Nixey's mother has stated that she always believed her daughter would become a vocalist, even when she was just a baby. By the age of 4, Nixey was already singing pop songs she had learned from listening to the radio for her nursery class.

Whilst working as a backing vocalist for the folk band Balloon, Nixey was approached by John Moore (who had been the drummer for The Jesus and Mary Chain) and Luke Haines (frontman of The Auteurs), who had formed a duo and were looking for a vocalist. The duo convinced Nixey to join them by promising her that she would become famous, and in 1998, Black Box Recorder released their first album, England Made Me to critical acclaim.

Their second album, The Facts of Life, followed in 2000, and spawned a top 20 single of the same name, which saw the group perform on BBC's Top of the Pops. A further single followed, and in 2001, Nixey married John Moore, and they had a daughter together (Nixey and Moore divorced in 2006). In 2003, Black Box Recorder released their third album, Passionoia; their first and only album for One Little Indian records, following the demise of Nude Records.

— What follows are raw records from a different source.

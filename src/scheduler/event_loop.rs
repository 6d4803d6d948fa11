use std::{
  sync::{
    atomic::{AtomicBool, Ordering},
    Arc,
  },
  time::Duration,
};

use tokio::sync::mpsc::{self, UnboundedSender};

use crate::subscription::{CompositeSubscription, Subscription};

use super::{Scheduler, TokioScheduler};

enum Message {
  Run(Box<dyn FnOnce() + Send>),
  Shutdown,
}

/// A scheduler backed by one dedicated thread.
///
/// All immediate work funnels through a single queue and runs in submission
/// order, which gives serialized execution without any locking in the work
/// itself. Timed work is armed on the shared timer and hops onto the loop
/// thread when it fires, so delayed tasks observe the same serialization.
///
/// Dropping the scheduler shuts the thread down after the queued work drains.
pub struct EventLoopScheduler {
  sender: UnboundedSender<Message>,
}

impl EventLoopScheduler {
  pub fn new() -> Arc<Self> {
    let (sender, mut receiver) = mpsc::unbounded_channel();
    std::thread::Builder::new()
      .name("rxcore-event-loop".into())
      .spawn(move || {
        log::debug!("event loop thread started");
        while let Some(message) = receiver.blocking_recv() {
          match message {
            Message::Run(task) => task(),
            Message::Shutdown => break,
          }
        }
        log::debug!("event loop thread shut down");
      })
      .unwrap_or_else(|e| panic!("failed to spawn the event loop thread: {e}"));
    Arc::new(Self { sender })
  }
}

fn post(sender: &UnboundedSender<Message>, cancelled: Arc<AtomicBool>, task: Box<dyn FnOnce() + Send>) {
  let _ = sender.send(Message::Run(Box::new(move || {
    if !cancelled.load(Ordering::Acquire) {
      task();
    }
  })));
}

impl Scheduler for EventLoopScheduler {
  fn schedule(&self, task: Box<dyn FnOnce() + Send>) -> Subscription {
    let cancelled = Arc::new(AtomicBool::new(false));
    post(&self.sender, cancelled.clone(), task);
    cancel_flag(cancelled)
  }

  fn schedule_after(&self, delay: Duration, task: Box<dyn FnOnce() + Send>) -> Subscription {
    let cancelled = Arc::new(AtomicBool::new(false));
    let flag = cancelled.clone();
    let sender = self.sender.clone();
    let timer = TokioScheduler.schedule_after(delay, Box::new(move || post(&sender, flag, task)));
    let both = CompositeSubscription::new();
    both.add(timer);
    both.add(cancel_flag(cancelled));
    Subscription::new(both)
  }

  fn schedule_periodic(&self, period: Duration, task: Box<dyn FnMut() + Send>) -> Subscription {
    let cancelled = Arc::new(AtomicBool::new(false));
    let task = Arc::new(parking_lot::Mutex::new(task));
    let sender = self.sender.clone();
    let flag = cancelled.clone();
    let timer = TokioScheduler.schedule_periodic(
      period,
      Box::new(move || {
        let task = task.clone();
        post(&sender, flag.clone(), Box::new(move || (*task.lock())()));
      }),
    );
    let both = CompositeSubscription::new();
    both.add(timer);
    both.add(cancel_flag(cancelled));
    Subscription::new(both)
  }
}

fn cancel_flag(cancelled: Arc<AtomicBool>) -> Subscription {
  Subscription::from_fn(move || cancelled.store(true, Ordering::Release))
}

impl Drop for EventLoopScheduler {
  fn drop(&mut self) { let _ = self.sender.send(Message::Shutdown); }
}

In 2004, Black Box Recorder went on hiatus; not officially splitting, but with all three members deciding to pursue solo projects. In late 2005, Nixey announced she was working on a solo album, to be produced and co-written by James Banbury (a producer, programmer, writer and string arranger, as well as former member of The Auteurs). In mid-2006, she released her first two solo songs, "The Collector" and "Love & Exile". A third song was made available in September, titled "Strangelove", backed by remixes of "The Collector". Nixey's debut full-length solo album,Sing, Memory, was released on 19 February 2007, following the release of her third single, "When I'm Here With You", which was released on 29 January 2007, backed with the non-album track, "Watching Over You". Drowned in Sound awarded Sing, Memory 8/10 and MusicOMH gave it 4 stars. The album was given 7/10 by the NME and 6.3 by Pitchfork

In December 2007, Black Box Recorder teamed up with Art Brut to create the single "Christmas Number One" under the collaborative title of The Black Arts.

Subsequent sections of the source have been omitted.